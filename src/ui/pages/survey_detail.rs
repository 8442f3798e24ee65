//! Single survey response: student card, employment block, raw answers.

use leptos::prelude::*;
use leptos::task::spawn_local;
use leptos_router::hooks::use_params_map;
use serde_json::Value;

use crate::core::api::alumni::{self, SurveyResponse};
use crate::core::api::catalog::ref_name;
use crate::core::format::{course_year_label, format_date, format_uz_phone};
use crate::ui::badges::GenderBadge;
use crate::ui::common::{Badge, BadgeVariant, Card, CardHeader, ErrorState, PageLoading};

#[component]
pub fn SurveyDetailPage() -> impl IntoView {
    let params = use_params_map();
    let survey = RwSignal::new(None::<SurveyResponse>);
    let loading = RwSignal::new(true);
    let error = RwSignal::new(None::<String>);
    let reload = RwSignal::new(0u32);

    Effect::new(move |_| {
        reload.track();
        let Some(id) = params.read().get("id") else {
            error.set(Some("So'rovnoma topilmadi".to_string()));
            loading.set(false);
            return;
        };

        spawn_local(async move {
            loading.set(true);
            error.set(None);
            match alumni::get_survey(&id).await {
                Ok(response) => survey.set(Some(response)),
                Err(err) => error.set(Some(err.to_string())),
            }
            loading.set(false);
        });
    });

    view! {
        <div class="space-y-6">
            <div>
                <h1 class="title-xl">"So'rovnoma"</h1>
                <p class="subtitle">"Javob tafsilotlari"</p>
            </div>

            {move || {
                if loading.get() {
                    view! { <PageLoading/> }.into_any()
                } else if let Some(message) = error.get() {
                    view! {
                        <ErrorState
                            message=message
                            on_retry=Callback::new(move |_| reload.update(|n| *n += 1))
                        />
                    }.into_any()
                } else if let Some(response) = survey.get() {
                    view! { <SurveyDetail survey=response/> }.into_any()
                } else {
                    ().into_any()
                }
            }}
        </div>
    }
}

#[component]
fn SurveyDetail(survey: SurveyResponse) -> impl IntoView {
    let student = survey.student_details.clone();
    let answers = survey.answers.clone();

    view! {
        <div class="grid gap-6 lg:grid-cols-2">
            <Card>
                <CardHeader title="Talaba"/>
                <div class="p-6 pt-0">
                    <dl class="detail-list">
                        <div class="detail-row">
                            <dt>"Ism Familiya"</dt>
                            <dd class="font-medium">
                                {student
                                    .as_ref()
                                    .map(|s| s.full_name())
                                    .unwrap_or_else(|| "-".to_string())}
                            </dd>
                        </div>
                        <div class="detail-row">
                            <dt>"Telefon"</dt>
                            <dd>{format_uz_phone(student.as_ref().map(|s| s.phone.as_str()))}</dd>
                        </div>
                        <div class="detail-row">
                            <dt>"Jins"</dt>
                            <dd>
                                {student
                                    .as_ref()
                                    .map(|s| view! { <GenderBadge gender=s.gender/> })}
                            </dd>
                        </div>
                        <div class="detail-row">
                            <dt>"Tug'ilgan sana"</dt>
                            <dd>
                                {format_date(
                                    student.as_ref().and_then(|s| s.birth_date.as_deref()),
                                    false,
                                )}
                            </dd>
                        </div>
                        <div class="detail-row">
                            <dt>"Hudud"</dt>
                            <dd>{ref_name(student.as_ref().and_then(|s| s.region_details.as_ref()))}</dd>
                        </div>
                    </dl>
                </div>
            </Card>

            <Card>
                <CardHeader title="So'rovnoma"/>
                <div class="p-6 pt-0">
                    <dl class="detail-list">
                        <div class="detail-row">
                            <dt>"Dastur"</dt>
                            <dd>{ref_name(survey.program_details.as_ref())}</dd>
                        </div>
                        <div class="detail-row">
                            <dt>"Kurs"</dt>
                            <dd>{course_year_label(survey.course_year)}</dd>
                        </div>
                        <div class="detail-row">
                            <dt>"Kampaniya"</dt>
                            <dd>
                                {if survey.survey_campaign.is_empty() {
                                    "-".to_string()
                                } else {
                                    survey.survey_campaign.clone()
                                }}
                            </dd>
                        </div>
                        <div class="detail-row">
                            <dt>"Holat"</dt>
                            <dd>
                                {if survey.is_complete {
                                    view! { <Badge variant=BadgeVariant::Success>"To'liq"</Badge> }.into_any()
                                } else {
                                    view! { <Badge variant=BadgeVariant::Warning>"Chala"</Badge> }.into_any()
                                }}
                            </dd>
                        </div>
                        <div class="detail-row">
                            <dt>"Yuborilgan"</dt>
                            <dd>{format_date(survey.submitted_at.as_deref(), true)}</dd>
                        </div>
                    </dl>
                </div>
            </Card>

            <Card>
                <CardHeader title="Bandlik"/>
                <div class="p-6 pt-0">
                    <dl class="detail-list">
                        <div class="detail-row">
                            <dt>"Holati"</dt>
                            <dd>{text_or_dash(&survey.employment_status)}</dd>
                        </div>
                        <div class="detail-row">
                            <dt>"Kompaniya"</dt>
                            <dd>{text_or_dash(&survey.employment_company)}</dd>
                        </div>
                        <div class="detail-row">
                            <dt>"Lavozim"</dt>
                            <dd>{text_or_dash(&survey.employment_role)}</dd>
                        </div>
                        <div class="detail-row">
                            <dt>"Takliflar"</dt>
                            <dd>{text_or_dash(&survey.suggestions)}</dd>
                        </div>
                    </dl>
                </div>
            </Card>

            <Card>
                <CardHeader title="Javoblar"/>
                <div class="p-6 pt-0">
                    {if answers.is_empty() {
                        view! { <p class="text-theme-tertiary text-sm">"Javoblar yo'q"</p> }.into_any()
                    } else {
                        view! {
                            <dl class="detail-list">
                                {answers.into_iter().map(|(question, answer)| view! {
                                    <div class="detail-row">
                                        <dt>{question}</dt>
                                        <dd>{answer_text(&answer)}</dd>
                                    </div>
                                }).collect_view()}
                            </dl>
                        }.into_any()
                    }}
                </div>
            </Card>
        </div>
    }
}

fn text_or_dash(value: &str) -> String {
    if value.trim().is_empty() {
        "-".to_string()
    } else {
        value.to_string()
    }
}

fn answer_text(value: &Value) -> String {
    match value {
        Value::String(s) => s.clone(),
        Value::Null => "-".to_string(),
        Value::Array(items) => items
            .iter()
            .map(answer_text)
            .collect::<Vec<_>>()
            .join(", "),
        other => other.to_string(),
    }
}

[YOUR ASSIGNMENT]
Look through the listing and return each line containing the word "move".

[ANSWER BOX]
    Effect::new(move |_| {
        spawn_local(async move {
            {move || {
                            on_retry=Callback::new(move |_| reload.update(|n| *n += 1))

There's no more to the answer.